MEDICARE REFORM: Divided Panel Moving Toward Consensus?
The prospects for consensus on the national Medicare commission may be on the upswing with a formerly recalcitrant Democratic panel member reportedly "warming" to the premium support plan, and a positive budget scoring from HCFA. CongressDaily reports that Rep. John Dingell (D-MI) said yesterday after a closed committee meeting, "The (premium-support) idea has merit. We have to find out whether the merit is sufficient to be supported." He said that his decision depended on the resolution of key details such as a defined benefit package and a prescription drug benefit. Sen. John Breaux (D-LA) said, "I'm detecting a willingness (of Democratic commission memebers) to be supportive of a premium support package 'if, if, if.' And I think the if's are not unsolvable problems." He confirmed that the panel is considering including the drug benefit in all plans, including the traditional fee-for-service plan, which would likely require additional funding; or creating a drug benefit for Medicare beneficiaries up to 135% of the poverty line and requiring all Medigap plans to include prescription drug coverage for higher-income beneficiaries (Morrissey, 2/23). The Boston Globe reports that the HCFA scoring projected savings of at least $35 billion per year, or $347-$372 billion between 2000 and 2009. That would represent a 11.2% to 11.9% savings over current spending.

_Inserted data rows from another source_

//! ==============================================================================
//! transport.rs - broker access
//! ==============================================================================
//!
//! purpose:
//!     one small interface for talking to the pub/sub broker, so the filter
//!     runs against a real mqtt broker (rumqttc) in production and against an
//!     in-memory recorder in tests.
//!
//! relationships:
//!     - used by: runtime.rs (subscribe), forwarder.rs (publish)
//!     - used by: main.rs (drives the mqtt event loop)
//!
//! ==============================================================================

use crate::config::MqttConfig;
use anyhow::{Context, Result};
use async_trait::async_trait;
use rumqttc::{AsyncClient, Event, EventLoop, MqttOptions, Packet, QoS};
use std::collections::BTreeSet;
use std::future::Future;
use std::sync::atomic::{AtomicBool, Ordering};
use std::sync::{Arc, Mutex};
use std::time::Duration;
use tracing::{debug, info, warn};

#[async_trait]
pub trait Transport: Send + Sync {
    async fn publish(&self, topic: &str, payload: &str) -> Result<()>;
    async fn subscribe(&self, pattern: &str) -> Result<()>;
    async fn unsubscribe(&self, pattern: &str) -> Result<()>;
}

// ==============================================================================
// MQTT IMPLEMENTATION
// ==============================================================================

/// shared set of patterns, replayed after every reconnect
type Subscriptions = Arc<Mutex<BTreeSet<String>>>;

pub struct MqttTransport {
    client: AsyncClient,
    subscriptions: Subscriptions,
}

/// the receiving half; must be polled for anything to happen
pub struct MqttEvents {
    eventloop: EventLoop,
    client: AsyncClient,
    subscriptions: Subscriptions,
}

impl MqttTransport {
    pub fn connect(config: &MqttConfig) -> (Self, MqttEvents) {
        let client_id = format!("{}-{}", config.client_id_prefix, uuid::Uuid::new_v4());
        let mut options = MqttOptions::new(client_id, &config.host, config.port);
        options.set_keep_alive(Duration::from_secs(config.keep_alive_secs.max(5)));

        if let (Some(user), Some(pass)) = (&config.user, &config.pass) {
            options.set_credentials(user, pass);
        }

        let (client, eventloop) = AsyncClient::new(options, 10);
        let subscriptions: Subscriptions = Arc::default();

        info!(host = %config.host, port = config.port, "MQTT client created");

        let events = MqttEvents {
            eventloop,
            client: client.clone(),
            subscriptions: subscriptions.clone(),
        };
        (Self { client, subscriptions }, events)
    }
}

#[async_trait]
impl Transport for MqttTransport {
    async fn publish(&self, topic: &str, payload: &str) -> Result<()> {
        self.client
            .publish(topic, QoS::AtLeastOnce, false, payload.as_bytes().to_vec())
            .await
            .with_context(|| format!("Failed to publish to {}", topic))
    }

    async fn subscribe(&self, pattern: &str) -> Result<()> {
        self.client
            .subscribe(pattern, QoS::AtLeastOnce)
            .await
            .with_context(|| format!("Failed to subscribe to {}", pattern))?;
        lock(&self.subscriptions).insert(pattern.to_string());
        Ok(())
    }

    async fn unsubscribe(&self, pattern: &str) -> Result<()> {
        lock(&self.subscriptions).remove(pattern);
        self.client
            .unsubscribe(pattern)
            .await
            .with_context(|| format!("Failed to unsubscribe from {}", pattern))
    }
}

impl MqttEvents {
    /// polls the connection forever, handing every inbound publish to
    /// `on_publish`. rumqttc reconnects on the next poll after an error.
    pub async fn run<F, Fut>(mut self, mut on_publish: F)
    where
        F: FnMut(String, Vec<u8>) -> Fut,
        Fut: Future<Output = ()>,
    {
        loop {
            match self.eventloop.poll().await {
                Ok(Event::Incoming(Packet::Publish(publish))) => {
                    on_publish(publish.topic, publish.payload.to_vec()).await;
                }
                Ok(Event::Incoming(Packet::ConnAck(_))) => {
                    info!("MQTT connected");
                    self.resubscribe().await;
                }
                Ok(_) => {}
                Err(e) => {
                    warn!("MQTT connection error: {}", e);
                    tokio::time::sleep(Duration::from_secs(1)).await;
                }
            }
        }
    }

    async fn resubscribe(&mut self) {
        let patterns: Vec<String> = lock(&self.subscriptions).iter().cloned().collect();
        for pattern in patterns {
            debug!(%pattern, "resubscribing");
            if let Err(e) = self.client.subscribe(pattern.as_str(), QoS::AtLeastOnce).await {
                warn!("Failed to resubscribe to {}: {}", pattern, e);
            }
        }
    }
}

fn lock<T>(mutex: &Mutex<T>) -> std::sync::MutexGuard<'_, T> {
    mutex.lock().unwrap_or_else(|e| e.into_inner())
}

// ==============================================================================
// MEMORY IMPLEMENTATION (tests and replay)
// ==============================================================================

/// records everything instead of talking to a broker
#[derive(Default)]
pub struct MemoryTransport {
    published: Mutex<Vec<(String, String)>>,
    subscriptions: Mutex<BTreeSet<String>>,
    fail_publish: AtomicBool,
}

impl MemoryTransport {
    pub fn new() -> Self {
        Self::default()
    }

    /// make every following publish fail (or succeed again)
    pub fn set_fail_publish(&self, fail: bool) {
        self.fail_publish.store(fail, Ordering::SeqCst);
    }

    /// (topic, payload) in publish order
    pub fn published(&self) -> Vec<(String, String)> {
        lock(&self.published).clone()
    }

    pub fn subscriptions(&self) -> Vec<String> {
        lock(&self.subscriptions).iter().cloned().collect()
    }
}

#[async_trait]
impl Transport for MemoryTransport {
    async fn publish(&self, topic: &str, payload: &str) -> Result<()> {
        if self.fail_publish.load(Ordering::SeqCst) {
            anyhow::bail!("publish to {} refused", topic);
        }
        debug!("[MEMORY] publish {} {}", topic, payload);
        lock(&self.published).push((topic.to_string(), payload.to_string()));
        Ok(())
    }

    async fn subscribe(&self, pattern: &str) -> Result<()> {
        lock(&self.subscriptions).insert(pattern.to_string());
        Ok(())
    }

    async fn unsubscribe(&self, pattern: &str) -> Result<()> {
        lock(&self.subscriptions).remove(pattern);
        Ok(())
    }
}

The complete report will be released at today's meeting of the commission (Pham, 2/24).
L.A. Times Weighs In
A Los Angeles Times editorial today says that "[b]ringing more competition to the outdated fee-for-service Medicare system is a good idea, but the commission should add consumer protections and quality-monitoring systems." The Times suggests that while "applying managed care to Medicare is a good idea in principle, in practice [it] could be disastrous," with no safeguards to prevent HMOs from "increasing profits by denying patients medically necessary care" (2/24).